“Hasn’t the child any relatives?” she asked. She seemed to be making an effort to speak calmly.
“I really can’t answer that,” said Baron. “She seems not to have. She has told me very little about herself, yet I believe she has told me all she knows. She has spoken of a young woman—an actress—she has travelled with. There doesn’t appear to have been any one else. I believe she never has had a home.”
Mrs. Thornburg withdrew her gaze from him. She concerned herself with the rings on her thin, white fingers. “How did you happen to be with her in the theatre?” she asked.
“I was in one of the upper boxes. I don’t know how she came to be there. I believe she couldn’t find a seat anywhere else.”
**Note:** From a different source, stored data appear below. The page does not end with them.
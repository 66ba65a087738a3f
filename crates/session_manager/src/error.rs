//! Session manager error types

use thiserror::Error;

#[derive(Error, Debug)]
pub enum SessionError {
    #[error("Session not found")]
    NotFound,

    #[error("Storage error: {0}")]
    StorageError(String),

    #[error("Serialization error: {0}")]
    SerializationError(#[from] serde_json::Error),

    #[error("IO error: {0}")]
    IoError(#[from] std::io::Error),

    #[error("Invalid session data: {0}")]
    InvalidData(String),
}

pub type Result<T> = std::result::Result<T, SessionError>;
“And you’d never seen her before?”
“Never.”
There was an uncomfortable silence. Both Thornburg and Baron were looking interestedly at Mrs. Thornburg, who refused to lift her eyes. “I wonder how you happened to take her to your home?” she asked finally.
Baron laughed uneasily. “I’m wondering myself,” he said. “Nobody seems to approve of what I did. But if you could have seen her! She’s really quite wonderful. Very pretty, you know, and intelligent. But that isn’t it, after all. She is so charmingly frank. I think that’s it. It’s unusual in a child.”
“Yes, indeed,” agreed Mrs. Thornburg. “Unusual in any one, I should say.”
“Why, perhaps it is,” agreed Baron simply. He was not a little puzzled by something in Mrs. Thornburg’s manner.